Matrix Metalloproteinase 12 is an Indicator of Intervertebral Disc Degeneration Co-expressed with Fibrotic Markers

Summary Objective Recent evidence suggests a role of fibrogenesis in intervertebral disc (IVD) degeneration. We aim to explore if fibrotic genes may serve as IVD degeneration indicators, and if their expression is associated with myofibroblast activity. Design Transcriptional expression of fibrosis markers ( COL1A1, COL3A1, FN1 , HSP47 , MMP12, RASAL1) were analyzed in degenerated (D) and non-degenerated (ND) human nucleus pulposus (NP) and annulus fibrosus (AF) cells, along with traditional ( SOX9 , ACAN) and newly established degeneration markers ( CDH2 , KRT19, KRT18, FBLN1 , MGP , and COMP ).
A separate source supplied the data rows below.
//! Marker files for checking volume mounts
//!
//! Creates randomly named files under a directory and lists what is there, so
//! an operator can tell whether a path survives pod restarts (persistent
//! volume) or not (pod-local volume). Failures are logged and the caller
//! still gets a best-effort listing.

use crate::observability::StructuredLogger;
use rand::Rng;
use std::path::PathBuf;
use thiserror::Error;
use tracing::warn;

/// Length of the random part of a marker file name
pub const MARKER_NAME_LEN: usize = 10;

const MARKER_ALPHABET: &[u8] = b"abcdefghijklmnopqrstuvwxyz";

#[derive(Debug, Error)]
pub enum VolumeError {
    #[error("Failed to create directory {path}: {source}")]
    CreateDir {
        path: PathBuf,
        #[source]
        source: std::io::Error,
    },

    #[error("Failed to create file {path}: {source}")]
    CreateFile {
        path: PathBuf,
        #[source]
        source: std::io::Error,
    },

    #[error("Failed to read directory {path}: {source}")]
    ReadDir {
        path: PathBuf,
        #[source]
        source: std::io::Error,
    },
}

/// Random marker file name: ten lowercase letters plus `.txt`
pub fn marker_file_name() -> String {
    let mut rng = rand::rng();
    let stem: String = (0..MARKER_NAME_LEN)
        .map(|_| MARKER_ALPHABET[rng.random_range(0..MARKER_ALPHABET.len())] as char)
        .collect();
    format!("{}.txt", stem)
}

/// Creates and lists marker files under one directory
#[derive(Debug, Clone)]
pub struct MarkerVolume {
    dir: PathBuf,
    logger: StructuredLogger,
}

impl MarkerVolume {
    pub fn new(dir: impl Into<PathBuf>, logger: StructuredLogger) -> Self {
        Self {
            dir: dir.into(),
            logger,
        }
    }

    /// Create one marker file, then return the directory listing
    pub async fn create_marker(&self) -> String {
        match self.try_create_marker().await {
            Ok(path) => self.logger.log_marker_file_created(&path.display().to_string()),
            Err(e) => warn!(error = %e, "Marker file not created"),
        }
        self.listing().await
    }

    /// Space-separated file names, descending by name; empty on error
    pub async fn listing(&self) -> String {
        match self.try_list().await {
            Ok(names) => names.join(" "),
            Err(e) => {
                warn!(error = %e, "Marker directory not readable");
                String::new()
            }
        }
    }

    async fn try_create_marker(&self) -> Result<PathBuf, VolumeError> {
        tokio::fs::create_dir_all(&self.dir)
            .await
            .map_err(|source| VolumeError::CreateDir {
                path: self.dir.clone(),
                source,
            })?;

        let path = self.dir.join(marker_file_name());
        tokio::fs::OpenOptions::new()
            .write(true)
            .create_new(true)
            .open(&path)
            .await
            .map_err(|source| VolumeError::CreateFile {
                path: path.clone(),
                source,
            })?;

        Ok(path)
    }

    async fn try_list(&self) -> Result<Vec<String>, VolumeError> {
        let read_err = |source| VolumeError::ReadDir {
            path: self.dir.clone(),
            source,
        };

        let mut entries = tokio::fs::read_dir(&self.dir).await.map_err(read_err)?;
        let mut names = Vec::new();
        while let Some(entry) = entries.next_entry().await.map_err(read_err)? {
            names.push(entry.file_name().to_string_lossy().into_owned());
        }

        names.sort_unstable_by(|a, b| b.cmp(a));
        Ok(names)
    }
}

#[cfg(test)]
mod tests {
    use super::*;

    fn volume(dir: impl Into<PathBuf>) -> MarkerVolume {
        MarkerVolume::new(dir, StructuredLogger::new("test-node"))
    }

    fn is_marker_name(name: &str) -> bool {
        match name.strip_suffix(".txt") {
            Some(stem) => {
                stem.len() == MARKER_NAME_LEN && stem.bytes().all(|b| b.is_ascii_lowercase())
            }
            None => false,
        }
    }

    #[test]
    fn test_marker_file_name_shape() {
        for _ in 0..50 {
            let name = marker_file_name();
            assert!(is_marker_name(&name), "bad marker name {}", name);
        }
    }

    #[tokio::test]
    async fn test_create_twice_lists_two_markers() {
        let tmp = tempfile::tempdir().unwrap();
        let volume = volume(tmp.path().join("pv"));

        let first = volume.create_marker().await;
        assert_eq!(first.split(' ').count(), 1);

        let second = volume.create_marker().await;
        let names: Vec<&str> = second.split(' ').collect();
        assert_eq!(names.len(), 2);
        assert_ne!(names[0], names[1]);
        assert!(names.iter().all(|n| is_marker_name(n)));
        assert!(names[0] > names[1], "listing should be in descending order");
    }

    #[tokio::test]
    async fn test_listing_missing_directory_is_empty() {
        let tmp = tempfile::tempdir().unwrap();
        let volume = volume(tmp.path().join("does-not-exist"));
        assert_eq!(volume.listing().await, "");
    }

    #[tokio::test]
    async fn test_create_under_file_path_degrades() {
        let tmp = tempfile::tempdir().unwrap();
        let blocker = tmp.path().join("blocker");
        std::fs::write(&blocker, b"x").unwrap();

        let volume = volume(blocker.join("nested"));
        assert_eq!(volume.create_marker().await, "");
    }

    #[tokio::test]
    async fn test_listing_includes_foreign_files() {
        let tmp = tempfile::tempdir().unwrap();
        std::fs::write(tmp.path().join("a.log"), b"").unwrap();
        std::fs::write(tmp.path().join("b.log"), b"").unwrap();

        let volume = volume(tmp.path());
        assert_eq!(volume.listing().await, "b.log a.log");
    }
}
Protein expression was investigated by immunohistochemistry in human IVDs, and in rodent IVDs undergoing natural ageing or puncture-induced degeneration. Co-expression with myofibroblast markers was examined by double staining on human and rat specimens. Results Among the genes examined, D-NP showed significantly higher MMP12 expression along with lower KRT19 expression . Protein expression analysis revealed increased MMP12(+) cells in human D-IVD. Injury induced MMP12 positivity in peripheral rat NP and AF. Aged mouse NP also contained increased MMP12(+) cells. In addition, human D-NP and D-AF showed increased α-SMA(+) cells, indicating enhanced myofibroblast activity. MMP12 was found co-expressed with α-SMA, FSP1 and FAP-α in human and rat D-IVDs. Conclusions Our study suggests that in addition to a reduced KRT19 expression, an increased expression of MMP12 , a profibrotic mediator, is characteristic of disc degenerative changes. Co-expression study indicates an association of the increased MMP12 positivity with myofibroblast activity in D-IVDs. Overall, our findings implicate an impact of MMP12 in disc cell homeostasis. The precise role of MMP12 in IVD degeneration warrants further investigation.